Task objective
Exactly the lines from the start of the data below through the line containing "pair may make" must be returned, and no others.

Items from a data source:
________
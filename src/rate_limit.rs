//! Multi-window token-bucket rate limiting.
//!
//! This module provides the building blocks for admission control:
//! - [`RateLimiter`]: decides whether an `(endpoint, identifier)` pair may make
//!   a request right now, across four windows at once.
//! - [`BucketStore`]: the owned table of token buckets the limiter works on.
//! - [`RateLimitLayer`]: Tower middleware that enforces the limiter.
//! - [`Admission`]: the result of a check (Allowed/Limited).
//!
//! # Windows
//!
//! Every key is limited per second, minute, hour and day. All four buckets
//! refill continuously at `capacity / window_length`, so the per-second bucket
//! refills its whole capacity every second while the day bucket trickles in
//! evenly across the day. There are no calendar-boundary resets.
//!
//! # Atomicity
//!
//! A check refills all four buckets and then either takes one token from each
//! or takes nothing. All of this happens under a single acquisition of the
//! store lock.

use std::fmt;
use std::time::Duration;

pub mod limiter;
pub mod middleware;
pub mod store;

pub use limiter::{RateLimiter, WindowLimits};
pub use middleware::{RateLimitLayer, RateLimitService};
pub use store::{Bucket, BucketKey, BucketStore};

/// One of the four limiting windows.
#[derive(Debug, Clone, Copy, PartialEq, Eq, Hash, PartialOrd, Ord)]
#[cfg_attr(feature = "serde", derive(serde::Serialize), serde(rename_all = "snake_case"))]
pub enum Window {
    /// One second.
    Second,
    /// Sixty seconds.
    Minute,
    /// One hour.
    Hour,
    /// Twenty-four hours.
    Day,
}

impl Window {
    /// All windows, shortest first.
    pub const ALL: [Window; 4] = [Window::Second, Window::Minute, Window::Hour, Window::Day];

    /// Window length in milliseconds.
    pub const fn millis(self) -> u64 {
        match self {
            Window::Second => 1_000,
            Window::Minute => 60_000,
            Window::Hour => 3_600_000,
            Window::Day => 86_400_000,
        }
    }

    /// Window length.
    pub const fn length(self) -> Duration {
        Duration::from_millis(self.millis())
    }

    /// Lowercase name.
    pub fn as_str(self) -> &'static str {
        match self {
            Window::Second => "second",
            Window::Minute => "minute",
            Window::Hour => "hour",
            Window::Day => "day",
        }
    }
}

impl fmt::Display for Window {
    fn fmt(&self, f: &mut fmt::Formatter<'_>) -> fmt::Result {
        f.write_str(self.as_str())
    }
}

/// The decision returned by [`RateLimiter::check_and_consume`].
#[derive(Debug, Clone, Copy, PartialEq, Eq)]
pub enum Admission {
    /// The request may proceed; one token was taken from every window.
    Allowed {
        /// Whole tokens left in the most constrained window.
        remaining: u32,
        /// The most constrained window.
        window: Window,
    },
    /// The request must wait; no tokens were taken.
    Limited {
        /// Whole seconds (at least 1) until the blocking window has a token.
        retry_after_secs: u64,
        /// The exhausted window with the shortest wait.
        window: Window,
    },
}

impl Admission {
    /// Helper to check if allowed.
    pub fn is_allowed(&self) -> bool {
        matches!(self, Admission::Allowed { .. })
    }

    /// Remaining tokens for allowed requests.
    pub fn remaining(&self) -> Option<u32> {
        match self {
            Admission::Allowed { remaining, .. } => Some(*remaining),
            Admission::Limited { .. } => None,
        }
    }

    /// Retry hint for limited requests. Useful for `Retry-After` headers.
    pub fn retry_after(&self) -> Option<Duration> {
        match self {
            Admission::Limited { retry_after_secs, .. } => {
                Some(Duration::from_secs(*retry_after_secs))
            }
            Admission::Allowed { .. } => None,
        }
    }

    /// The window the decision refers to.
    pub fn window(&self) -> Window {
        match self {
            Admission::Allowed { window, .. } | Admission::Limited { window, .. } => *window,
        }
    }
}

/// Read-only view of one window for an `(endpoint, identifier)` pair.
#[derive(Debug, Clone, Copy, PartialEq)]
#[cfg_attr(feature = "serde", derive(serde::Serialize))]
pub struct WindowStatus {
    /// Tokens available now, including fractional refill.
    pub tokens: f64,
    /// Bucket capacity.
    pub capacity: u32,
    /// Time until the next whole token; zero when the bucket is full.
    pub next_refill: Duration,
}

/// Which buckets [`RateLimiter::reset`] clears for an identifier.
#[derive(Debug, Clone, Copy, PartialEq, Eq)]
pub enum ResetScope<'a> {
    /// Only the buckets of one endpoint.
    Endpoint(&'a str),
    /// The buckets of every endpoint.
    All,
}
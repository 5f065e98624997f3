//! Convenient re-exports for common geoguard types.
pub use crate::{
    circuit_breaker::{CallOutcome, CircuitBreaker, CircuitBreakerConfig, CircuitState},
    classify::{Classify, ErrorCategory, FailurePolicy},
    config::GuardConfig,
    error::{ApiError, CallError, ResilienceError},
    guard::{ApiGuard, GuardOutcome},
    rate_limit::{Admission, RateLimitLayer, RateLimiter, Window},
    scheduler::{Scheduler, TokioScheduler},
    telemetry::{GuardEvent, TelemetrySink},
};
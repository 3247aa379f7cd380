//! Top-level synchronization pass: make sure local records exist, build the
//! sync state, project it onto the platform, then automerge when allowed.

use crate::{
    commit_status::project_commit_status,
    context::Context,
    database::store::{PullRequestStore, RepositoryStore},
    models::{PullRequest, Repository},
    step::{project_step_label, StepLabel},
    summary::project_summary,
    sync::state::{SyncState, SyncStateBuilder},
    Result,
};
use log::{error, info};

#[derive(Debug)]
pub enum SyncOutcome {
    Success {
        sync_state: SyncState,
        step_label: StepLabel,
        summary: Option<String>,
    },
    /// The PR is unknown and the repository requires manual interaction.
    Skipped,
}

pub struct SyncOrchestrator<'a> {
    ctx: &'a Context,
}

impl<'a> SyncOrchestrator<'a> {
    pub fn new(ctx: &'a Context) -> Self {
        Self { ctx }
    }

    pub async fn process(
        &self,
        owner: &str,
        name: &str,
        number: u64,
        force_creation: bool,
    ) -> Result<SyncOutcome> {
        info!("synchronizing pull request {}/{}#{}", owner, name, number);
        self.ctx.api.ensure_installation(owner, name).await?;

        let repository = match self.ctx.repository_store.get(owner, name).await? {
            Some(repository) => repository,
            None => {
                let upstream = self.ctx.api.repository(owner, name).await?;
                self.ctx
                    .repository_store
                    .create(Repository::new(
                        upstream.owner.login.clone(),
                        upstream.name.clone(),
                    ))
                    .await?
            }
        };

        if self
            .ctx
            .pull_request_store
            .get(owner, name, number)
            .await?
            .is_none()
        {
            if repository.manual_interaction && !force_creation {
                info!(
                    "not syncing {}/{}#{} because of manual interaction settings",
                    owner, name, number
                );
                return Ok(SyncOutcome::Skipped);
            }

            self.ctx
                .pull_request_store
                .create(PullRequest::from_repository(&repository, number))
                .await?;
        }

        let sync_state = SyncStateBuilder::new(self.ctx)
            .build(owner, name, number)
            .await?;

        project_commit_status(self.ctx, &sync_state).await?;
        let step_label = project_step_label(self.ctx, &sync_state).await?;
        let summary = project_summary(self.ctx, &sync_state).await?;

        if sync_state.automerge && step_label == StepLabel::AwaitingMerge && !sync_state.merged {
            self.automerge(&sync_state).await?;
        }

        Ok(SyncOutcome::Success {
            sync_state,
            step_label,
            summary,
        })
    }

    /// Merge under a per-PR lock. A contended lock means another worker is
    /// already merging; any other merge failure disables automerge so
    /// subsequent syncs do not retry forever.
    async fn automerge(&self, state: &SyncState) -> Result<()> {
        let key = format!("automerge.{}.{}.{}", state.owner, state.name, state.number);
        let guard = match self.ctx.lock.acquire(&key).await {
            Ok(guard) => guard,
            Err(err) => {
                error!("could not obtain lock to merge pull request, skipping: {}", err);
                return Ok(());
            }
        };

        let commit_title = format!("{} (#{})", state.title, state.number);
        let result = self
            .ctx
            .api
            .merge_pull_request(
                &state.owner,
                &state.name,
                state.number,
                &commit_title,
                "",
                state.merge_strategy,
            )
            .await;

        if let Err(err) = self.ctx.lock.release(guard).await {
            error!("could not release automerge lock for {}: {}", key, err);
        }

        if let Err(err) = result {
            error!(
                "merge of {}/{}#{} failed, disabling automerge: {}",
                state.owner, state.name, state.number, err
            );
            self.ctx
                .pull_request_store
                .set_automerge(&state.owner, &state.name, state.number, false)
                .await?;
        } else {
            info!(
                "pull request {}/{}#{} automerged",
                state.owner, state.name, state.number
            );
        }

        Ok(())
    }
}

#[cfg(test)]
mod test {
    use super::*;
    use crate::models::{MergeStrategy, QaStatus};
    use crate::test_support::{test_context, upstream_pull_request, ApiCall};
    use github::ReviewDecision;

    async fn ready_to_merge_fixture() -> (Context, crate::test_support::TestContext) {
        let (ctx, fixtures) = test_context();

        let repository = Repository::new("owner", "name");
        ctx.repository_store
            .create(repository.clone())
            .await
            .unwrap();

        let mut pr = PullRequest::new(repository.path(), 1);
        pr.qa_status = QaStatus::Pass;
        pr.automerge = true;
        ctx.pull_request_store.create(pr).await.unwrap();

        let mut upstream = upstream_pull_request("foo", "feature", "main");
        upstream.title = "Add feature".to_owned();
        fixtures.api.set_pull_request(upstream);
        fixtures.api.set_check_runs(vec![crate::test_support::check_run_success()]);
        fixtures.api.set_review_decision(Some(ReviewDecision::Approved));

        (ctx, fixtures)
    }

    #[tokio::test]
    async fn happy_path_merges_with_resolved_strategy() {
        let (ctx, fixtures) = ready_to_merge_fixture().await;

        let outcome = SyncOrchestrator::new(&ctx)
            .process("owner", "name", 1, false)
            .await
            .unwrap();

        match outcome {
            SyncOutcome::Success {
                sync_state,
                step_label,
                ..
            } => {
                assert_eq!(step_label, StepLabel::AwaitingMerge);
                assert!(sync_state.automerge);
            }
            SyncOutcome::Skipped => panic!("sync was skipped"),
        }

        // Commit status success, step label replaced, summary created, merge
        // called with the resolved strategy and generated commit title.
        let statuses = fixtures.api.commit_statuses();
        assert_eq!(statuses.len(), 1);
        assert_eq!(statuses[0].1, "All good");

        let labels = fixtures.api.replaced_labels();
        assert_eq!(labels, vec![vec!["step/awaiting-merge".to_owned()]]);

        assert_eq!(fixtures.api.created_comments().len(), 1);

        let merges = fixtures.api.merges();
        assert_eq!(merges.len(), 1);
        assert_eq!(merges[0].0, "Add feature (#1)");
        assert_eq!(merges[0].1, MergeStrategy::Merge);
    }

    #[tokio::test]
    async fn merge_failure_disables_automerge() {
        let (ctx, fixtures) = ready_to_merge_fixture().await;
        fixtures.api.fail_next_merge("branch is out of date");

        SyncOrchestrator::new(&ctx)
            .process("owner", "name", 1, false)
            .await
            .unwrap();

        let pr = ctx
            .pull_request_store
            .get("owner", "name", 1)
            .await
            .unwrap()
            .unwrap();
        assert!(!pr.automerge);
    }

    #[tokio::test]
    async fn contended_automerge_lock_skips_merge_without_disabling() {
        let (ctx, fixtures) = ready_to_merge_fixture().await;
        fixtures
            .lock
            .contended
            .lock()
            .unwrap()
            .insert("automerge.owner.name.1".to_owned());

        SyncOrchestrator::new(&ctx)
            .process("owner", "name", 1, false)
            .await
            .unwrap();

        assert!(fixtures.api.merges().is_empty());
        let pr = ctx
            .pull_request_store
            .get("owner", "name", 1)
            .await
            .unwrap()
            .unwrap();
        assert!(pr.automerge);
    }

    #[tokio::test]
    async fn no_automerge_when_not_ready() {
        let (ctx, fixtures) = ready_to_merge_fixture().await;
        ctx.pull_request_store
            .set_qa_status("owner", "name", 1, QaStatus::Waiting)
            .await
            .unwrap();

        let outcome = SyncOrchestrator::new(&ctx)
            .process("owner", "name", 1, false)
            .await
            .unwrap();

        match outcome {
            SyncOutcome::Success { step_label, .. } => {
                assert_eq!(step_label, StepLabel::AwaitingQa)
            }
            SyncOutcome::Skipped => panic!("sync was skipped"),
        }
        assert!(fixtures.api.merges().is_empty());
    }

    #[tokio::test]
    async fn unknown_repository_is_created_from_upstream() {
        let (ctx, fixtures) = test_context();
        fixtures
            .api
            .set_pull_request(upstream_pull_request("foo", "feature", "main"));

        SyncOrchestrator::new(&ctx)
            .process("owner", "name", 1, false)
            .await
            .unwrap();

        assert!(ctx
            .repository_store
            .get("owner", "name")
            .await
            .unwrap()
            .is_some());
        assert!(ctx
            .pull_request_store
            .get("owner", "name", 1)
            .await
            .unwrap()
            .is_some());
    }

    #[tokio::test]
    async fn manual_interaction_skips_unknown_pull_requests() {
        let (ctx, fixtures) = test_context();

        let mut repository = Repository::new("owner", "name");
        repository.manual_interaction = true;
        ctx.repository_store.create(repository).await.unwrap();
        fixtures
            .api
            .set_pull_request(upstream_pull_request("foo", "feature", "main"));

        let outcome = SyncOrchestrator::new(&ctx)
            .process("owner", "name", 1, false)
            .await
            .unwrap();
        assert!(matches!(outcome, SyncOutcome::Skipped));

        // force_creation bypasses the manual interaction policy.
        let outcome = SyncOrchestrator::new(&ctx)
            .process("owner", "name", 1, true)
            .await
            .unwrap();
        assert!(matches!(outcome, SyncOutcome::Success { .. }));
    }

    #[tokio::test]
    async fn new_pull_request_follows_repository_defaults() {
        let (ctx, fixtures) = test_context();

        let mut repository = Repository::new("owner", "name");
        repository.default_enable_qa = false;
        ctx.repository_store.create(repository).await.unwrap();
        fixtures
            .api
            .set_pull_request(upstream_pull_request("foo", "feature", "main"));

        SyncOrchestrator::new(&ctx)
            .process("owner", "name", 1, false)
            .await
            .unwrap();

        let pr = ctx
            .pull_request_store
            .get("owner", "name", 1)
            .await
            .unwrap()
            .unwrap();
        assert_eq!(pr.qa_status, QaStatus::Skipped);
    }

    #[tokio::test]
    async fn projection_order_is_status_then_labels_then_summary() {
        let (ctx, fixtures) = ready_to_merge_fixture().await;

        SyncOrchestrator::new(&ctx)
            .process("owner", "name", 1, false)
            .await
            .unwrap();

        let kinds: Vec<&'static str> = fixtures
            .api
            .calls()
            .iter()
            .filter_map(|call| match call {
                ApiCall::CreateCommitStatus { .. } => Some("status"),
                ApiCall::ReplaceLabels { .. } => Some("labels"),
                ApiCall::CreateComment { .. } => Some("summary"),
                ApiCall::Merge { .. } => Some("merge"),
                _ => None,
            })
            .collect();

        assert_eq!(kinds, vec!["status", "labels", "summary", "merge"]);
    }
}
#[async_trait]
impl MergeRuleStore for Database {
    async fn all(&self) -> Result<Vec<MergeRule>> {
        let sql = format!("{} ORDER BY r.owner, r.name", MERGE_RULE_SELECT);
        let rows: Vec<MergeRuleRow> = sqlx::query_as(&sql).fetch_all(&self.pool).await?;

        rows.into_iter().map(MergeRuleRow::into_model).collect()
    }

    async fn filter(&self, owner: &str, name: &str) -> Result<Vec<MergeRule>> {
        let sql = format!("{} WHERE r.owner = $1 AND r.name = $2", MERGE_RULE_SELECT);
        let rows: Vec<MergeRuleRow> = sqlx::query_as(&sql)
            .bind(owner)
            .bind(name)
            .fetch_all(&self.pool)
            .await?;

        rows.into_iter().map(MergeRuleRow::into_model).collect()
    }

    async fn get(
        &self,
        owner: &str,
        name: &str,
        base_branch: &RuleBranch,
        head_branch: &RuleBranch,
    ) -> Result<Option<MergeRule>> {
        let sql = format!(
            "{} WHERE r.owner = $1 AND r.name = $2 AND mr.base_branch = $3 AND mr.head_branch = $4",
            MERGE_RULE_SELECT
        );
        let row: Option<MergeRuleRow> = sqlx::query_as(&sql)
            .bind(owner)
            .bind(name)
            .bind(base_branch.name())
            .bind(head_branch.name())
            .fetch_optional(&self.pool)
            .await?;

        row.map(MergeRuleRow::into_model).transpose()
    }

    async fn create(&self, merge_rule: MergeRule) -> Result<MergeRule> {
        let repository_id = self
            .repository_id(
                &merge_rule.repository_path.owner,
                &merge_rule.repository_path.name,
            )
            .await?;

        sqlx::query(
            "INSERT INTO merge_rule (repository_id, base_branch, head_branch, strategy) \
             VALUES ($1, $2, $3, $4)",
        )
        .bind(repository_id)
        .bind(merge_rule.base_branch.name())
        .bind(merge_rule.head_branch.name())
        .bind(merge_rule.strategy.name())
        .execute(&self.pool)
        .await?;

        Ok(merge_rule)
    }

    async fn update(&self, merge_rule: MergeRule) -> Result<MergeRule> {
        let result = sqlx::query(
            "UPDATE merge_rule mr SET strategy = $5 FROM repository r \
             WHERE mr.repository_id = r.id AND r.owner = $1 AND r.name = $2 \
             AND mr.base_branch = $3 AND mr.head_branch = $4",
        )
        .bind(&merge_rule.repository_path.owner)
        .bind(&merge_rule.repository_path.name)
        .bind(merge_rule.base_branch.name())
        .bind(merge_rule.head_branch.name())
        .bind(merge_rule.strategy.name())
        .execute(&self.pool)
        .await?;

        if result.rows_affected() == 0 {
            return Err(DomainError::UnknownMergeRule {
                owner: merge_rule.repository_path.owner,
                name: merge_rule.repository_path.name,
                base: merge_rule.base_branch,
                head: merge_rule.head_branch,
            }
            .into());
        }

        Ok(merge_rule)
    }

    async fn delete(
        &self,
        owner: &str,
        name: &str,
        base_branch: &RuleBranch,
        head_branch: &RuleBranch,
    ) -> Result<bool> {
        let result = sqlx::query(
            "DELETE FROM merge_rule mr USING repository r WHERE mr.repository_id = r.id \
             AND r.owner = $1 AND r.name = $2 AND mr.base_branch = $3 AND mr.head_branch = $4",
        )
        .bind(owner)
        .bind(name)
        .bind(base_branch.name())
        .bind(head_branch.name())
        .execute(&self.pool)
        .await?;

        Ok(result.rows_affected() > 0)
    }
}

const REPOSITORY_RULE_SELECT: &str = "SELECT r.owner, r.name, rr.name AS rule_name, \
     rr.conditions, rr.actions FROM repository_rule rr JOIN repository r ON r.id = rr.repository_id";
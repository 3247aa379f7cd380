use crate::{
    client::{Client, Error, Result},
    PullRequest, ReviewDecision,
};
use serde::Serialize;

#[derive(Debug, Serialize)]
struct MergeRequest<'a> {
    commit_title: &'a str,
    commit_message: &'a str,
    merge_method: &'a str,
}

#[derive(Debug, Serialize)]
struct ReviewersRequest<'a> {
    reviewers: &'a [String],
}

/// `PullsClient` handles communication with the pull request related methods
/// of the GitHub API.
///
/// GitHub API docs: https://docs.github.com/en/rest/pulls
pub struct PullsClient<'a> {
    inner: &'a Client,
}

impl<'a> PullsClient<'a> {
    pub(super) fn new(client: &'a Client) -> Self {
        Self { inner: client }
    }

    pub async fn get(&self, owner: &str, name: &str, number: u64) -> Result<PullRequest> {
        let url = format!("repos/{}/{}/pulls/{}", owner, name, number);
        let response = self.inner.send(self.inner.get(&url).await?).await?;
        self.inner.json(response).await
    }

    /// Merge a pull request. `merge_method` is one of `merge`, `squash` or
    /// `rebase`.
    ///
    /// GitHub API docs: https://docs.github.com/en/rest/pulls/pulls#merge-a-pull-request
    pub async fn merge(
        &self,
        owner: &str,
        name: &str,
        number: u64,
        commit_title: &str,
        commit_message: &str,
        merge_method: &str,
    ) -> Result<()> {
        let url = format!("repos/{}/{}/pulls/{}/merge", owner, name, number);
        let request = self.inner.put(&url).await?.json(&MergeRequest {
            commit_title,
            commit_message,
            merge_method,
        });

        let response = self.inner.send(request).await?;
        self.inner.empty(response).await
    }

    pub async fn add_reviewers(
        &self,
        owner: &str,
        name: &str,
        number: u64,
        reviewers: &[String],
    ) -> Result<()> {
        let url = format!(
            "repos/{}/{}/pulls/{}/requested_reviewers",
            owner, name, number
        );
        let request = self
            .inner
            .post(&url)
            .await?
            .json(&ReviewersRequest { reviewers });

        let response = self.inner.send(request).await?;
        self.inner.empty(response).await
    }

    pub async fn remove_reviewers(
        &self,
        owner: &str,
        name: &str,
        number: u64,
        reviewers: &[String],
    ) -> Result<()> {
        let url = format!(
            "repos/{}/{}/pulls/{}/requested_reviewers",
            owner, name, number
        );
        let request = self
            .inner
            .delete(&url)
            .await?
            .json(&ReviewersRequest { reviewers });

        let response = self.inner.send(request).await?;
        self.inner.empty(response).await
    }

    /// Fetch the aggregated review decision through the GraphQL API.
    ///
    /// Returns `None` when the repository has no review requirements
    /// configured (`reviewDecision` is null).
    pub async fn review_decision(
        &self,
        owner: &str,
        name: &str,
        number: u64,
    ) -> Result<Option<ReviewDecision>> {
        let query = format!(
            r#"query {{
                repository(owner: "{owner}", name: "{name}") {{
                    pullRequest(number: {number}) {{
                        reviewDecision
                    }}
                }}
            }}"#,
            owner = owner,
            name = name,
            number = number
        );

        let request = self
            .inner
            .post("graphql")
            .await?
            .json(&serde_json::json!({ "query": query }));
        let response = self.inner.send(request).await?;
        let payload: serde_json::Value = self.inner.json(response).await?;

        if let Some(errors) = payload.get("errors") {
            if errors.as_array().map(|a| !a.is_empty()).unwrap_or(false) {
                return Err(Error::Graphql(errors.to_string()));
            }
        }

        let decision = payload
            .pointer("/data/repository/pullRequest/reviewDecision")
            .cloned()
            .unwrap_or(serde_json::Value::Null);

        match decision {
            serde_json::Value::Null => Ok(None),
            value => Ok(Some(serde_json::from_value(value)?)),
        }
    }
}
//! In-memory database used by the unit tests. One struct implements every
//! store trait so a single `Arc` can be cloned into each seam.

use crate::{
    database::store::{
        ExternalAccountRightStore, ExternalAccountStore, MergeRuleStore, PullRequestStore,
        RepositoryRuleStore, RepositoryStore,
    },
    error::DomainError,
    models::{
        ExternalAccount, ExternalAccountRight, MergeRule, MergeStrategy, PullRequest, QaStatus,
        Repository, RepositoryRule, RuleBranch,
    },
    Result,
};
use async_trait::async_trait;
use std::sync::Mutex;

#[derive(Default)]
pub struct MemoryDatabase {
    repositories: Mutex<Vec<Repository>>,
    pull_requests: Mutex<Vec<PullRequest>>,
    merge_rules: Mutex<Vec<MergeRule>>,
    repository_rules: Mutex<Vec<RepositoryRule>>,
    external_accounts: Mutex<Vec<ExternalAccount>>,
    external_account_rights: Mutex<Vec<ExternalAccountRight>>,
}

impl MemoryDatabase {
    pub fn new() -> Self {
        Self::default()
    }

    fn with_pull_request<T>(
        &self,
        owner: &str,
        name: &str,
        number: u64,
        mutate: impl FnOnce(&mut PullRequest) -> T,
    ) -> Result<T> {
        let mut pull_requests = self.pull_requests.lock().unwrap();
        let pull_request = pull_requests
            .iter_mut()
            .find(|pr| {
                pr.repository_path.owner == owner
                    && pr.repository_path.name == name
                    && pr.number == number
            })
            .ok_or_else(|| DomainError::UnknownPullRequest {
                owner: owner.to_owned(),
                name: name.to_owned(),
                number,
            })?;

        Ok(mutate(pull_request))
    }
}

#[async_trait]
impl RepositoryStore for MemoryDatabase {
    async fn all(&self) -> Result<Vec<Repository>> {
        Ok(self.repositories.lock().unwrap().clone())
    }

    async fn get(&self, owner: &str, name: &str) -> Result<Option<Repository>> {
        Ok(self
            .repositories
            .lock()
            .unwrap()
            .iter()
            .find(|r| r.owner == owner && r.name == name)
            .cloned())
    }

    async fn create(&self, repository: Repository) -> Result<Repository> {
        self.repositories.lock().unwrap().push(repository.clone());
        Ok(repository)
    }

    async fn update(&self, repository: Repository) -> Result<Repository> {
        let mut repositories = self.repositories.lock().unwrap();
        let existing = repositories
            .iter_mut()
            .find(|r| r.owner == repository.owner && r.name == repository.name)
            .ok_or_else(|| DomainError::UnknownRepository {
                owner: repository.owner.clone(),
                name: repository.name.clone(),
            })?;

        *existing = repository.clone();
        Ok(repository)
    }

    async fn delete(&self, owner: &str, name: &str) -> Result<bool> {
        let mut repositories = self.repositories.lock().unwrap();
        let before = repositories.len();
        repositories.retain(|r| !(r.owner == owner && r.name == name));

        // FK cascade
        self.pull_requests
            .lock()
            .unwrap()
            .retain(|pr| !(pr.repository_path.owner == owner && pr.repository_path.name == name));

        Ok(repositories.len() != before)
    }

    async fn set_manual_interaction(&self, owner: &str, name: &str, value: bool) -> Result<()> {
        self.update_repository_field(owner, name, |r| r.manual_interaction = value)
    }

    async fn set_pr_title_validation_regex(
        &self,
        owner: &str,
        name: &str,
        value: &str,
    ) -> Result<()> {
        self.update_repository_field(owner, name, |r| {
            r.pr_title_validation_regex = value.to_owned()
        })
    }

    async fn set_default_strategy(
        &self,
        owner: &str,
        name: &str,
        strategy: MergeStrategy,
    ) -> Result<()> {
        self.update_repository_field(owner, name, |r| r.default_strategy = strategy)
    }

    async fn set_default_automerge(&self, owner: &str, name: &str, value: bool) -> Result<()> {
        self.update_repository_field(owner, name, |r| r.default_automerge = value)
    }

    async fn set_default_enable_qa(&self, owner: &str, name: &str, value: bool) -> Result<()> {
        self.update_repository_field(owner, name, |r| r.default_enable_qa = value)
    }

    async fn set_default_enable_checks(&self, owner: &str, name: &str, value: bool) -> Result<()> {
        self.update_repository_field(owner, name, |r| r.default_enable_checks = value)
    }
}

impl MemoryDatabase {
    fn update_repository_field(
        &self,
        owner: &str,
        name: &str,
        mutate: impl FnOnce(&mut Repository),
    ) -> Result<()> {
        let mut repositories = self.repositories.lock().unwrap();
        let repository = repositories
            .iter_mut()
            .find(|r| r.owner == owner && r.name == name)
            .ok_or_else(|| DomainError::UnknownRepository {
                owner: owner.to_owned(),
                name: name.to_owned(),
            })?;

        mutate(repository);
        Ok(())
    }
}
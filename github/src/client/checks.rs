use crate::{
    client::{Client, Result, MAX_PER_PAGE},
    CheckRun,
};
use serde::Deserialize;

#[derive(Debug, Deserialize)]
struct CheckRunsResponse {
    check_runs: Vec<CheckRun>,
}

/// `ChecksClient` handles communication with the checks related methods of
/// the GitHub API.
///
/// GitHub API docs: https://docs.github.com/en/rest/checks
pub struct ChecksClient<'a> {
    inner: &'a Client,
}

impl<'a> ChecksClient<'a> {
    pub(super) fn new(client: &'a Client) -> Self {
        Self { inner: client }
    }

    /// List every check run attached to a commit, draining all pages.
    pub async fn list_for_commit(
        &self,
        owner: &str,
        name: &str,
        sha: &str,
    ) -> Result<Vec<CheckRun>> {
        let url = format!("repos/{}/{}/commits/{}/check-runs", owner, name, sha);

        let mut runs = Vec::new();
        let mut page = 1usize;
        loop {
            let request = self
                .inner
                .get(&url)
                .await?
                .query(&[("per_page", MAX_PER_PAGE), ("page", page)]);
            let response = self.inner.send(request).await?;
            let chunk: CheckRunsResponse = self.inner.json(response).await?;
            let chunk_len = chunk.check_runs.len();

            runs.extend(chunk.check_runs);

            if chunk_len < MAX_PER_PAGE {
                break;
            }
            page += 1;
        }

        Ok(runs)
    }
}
________
Your response
filename src/rate_limit.rs
//! Multi-window token-bucket rate limiting.
//!
//! This module provides the building blocks for admission control:
//! - [`RateLimiter`]: decides whether an `(endpoint, identifier)` pair may make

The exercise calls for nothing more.